Portugal está desesperado. Já é cansativo repetir a revolta contra quem na política mentiu até hoje. É preferível prevenir quem nos vai mentir a partir daqui. Porque depois da mentira de partidos do centro virá a demagogia de partidos das extremas. Quer ver? Com a informação revelada nesta edição, tanto se pode dizer que o novo imposto sobre a banca vai gerar cem milhões de euros e o corte de salários poupar mil milhões, como afirmar que o Governo tira à banca um décimo do que tira aos funcionários públicos... A quem quer incitar a revolta é preciso fazer o aviso: cuidado com o que deseja, pode tornar-se realidade. A estabilidade social vai ser testada em Portugal.

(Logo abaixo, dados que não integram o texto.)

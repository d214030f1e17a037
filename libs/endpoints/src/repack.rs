//! Canonical repacking of one service group's subsets.
//!
//! Addresses are mapped per port, ports are then grouped by the exact set of
//! (address, readiness) pairs they serve, and each group becomes one subset.
//! The result does not depend on input order.

use std::collections::BTreeMap;

use crate::types::{AddressKey, EndpointAddress, EndpointPort, EndpointSubset};

/// Repack the subsets of `group`, passing other groups' subsets through.
///
/// Output order: subsets of groups sorting before `group`, the repacked
/// subsets of `group`, then subsets of groups sorting after it.
pub fn repack(subsets: &[EndpointSubset], group: &str) -> Vec<EndpointSubset> {
    let (related, mut unrelated): (Vec<&EndpointSubset>, Vec<&EndpointSubset>) =
        subsets.iter().partition(|s| s.service_group_id == group);

    let mut repacked = repack_group(&related, group);
    sort_subsets(&mut repacked);

    unrelated.sort_by(|a, b| {
        a.service_group_id
            .cmp(&b.service_group_id)
            .then_with(|| a.cmp(b))
    });
    let split = unrelated.partition_point(|s| s.service_group_id.as_str() < group);

    let mut out = Vec::with_capacity(unrelated.len() + repacked.len());
    out.extend(unrelated[..split].iter().map(|s| (*s).clone()));
    out.extend(repacked);
    out.extend(unrelated[split..].iter().map(|s| (*s).clone()));
    out
}

fn repack_group(related: &[&EndpointSubset], group: &str) -> Vec<EndpointSubset> {
    // One canonical address per key; the smallest wins so order never matters.
    let mut all_addrs: BTreeMap<AddressKey, EndpointAddress> = BTreeMap::new();
    // `None` stands for "no ports" so port-less subsets are not discarded.
    let mut by_port: BTreeMap<Option<EndpointPort>, BTreeMap<AddressKey, bool>> = BTreeMap::new();

    for subset in related {
        let ports: Vec<Option<&EndpointPort>> = if subset.ports.is_empty() {
            vec![None]
        } else {
            subset.ports.iter().map(Some).collect()
        };

        let addrs = subset
            .addresses
            .iter()
            .map(|a| (a, true))
            .chain(subset.not_ready_addresses.iter().map(|a| (a, false)));

        for (addr, ready) in addrs {
            let key = addr.key();
            all_addrs
                .entry(key.clone())
                .and_modify(|cur| {
                    if addr < cur {
                        *cur = addr.clone();
                    }
                })
                .or_insert_with(|| addr.clone());

            for &port in &ports {
                let set = by_port.entry(port.cloned()).or_default();
                // Not-ready is authoritative.
                let was_ready = set.entry(key.clone()).or_insert(ready);
                *was_ready &= ready;
            }
        }
    }

    let mut by_addr_set: BTreeMap<Vec<(AddressKey, bool)>, Vec<Option<EndpointPort>>> =
        BTreeMap::new();
    for (port, addrs) in by_port {
        let set: Vec<(AddressKey, bool)> = addrs.into_iter().collect();
        by_addr_set.entry(set).or_default().push(port);
    }

    by_addr_set
        .into_iter()
        .filter(|(set, _)| !set.is_empty())
        .map(|(set, ports)| {
            let mut subset = EndpointSubset {
                service_group_id: group.to_string(),
                ports: ports.into_iter().flatten().collect(),
                ..Default::default()
            };
            for (key, ready) in set {
                let Some(addr) = all_addrs.get(&key).cloned() else {
                    continue;
                };
                if ready {
                    subset.addresses.push(addr);
                } else {
                    subset.not_ready_addresses.push(addr);
                }
            }
            subset
        })
        .collect()
}

/// Sort addresses and ports inside each subset, then the subsets themselves
/// by first address and first port.
pub fn sort_subsets(subsets: &mut [EndpointSubset]) {
    for subset in subsets.iter_mut() {
        subset.addresses.sort_by_key(EndpointAddress::key);
        subset.not_ready_addresses.sort_by_key(EndpointAddress::key);
        subset.ports.sort();
    }
    subsets.sort_by(|a, b| {
        let ka = (a.first_address().map(EndpointAddress::key), a.ports.first());
        let kb = (b.first_address().map(EndpointAddress::key), b.ports.first());
        ka.cmp(&kb).then_with(|| a.cmp(b))
    });
}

Este Orçamento não impõe a realidade, a realidade é que impôs este Orçamento. Não é coragem, mas desespero, o que nos traz a este vórtice danado. O lirismo do crescimento económico para o próximo ano persiste, aliás, o que é pouco prudente para quem quer persuadir credores. Enquanto isso, o PSD finge que pode não aprovar o Orçamento e o PS entretém-se em golpes palacianos de comunicação para sacudir a água para o capote da oposição. Do seu palácio falido, o primeiro-ministro olha os seus contribuintes. "Ave Socrates, morituri te salutant" - aqueles que vão pagar saúdam-te.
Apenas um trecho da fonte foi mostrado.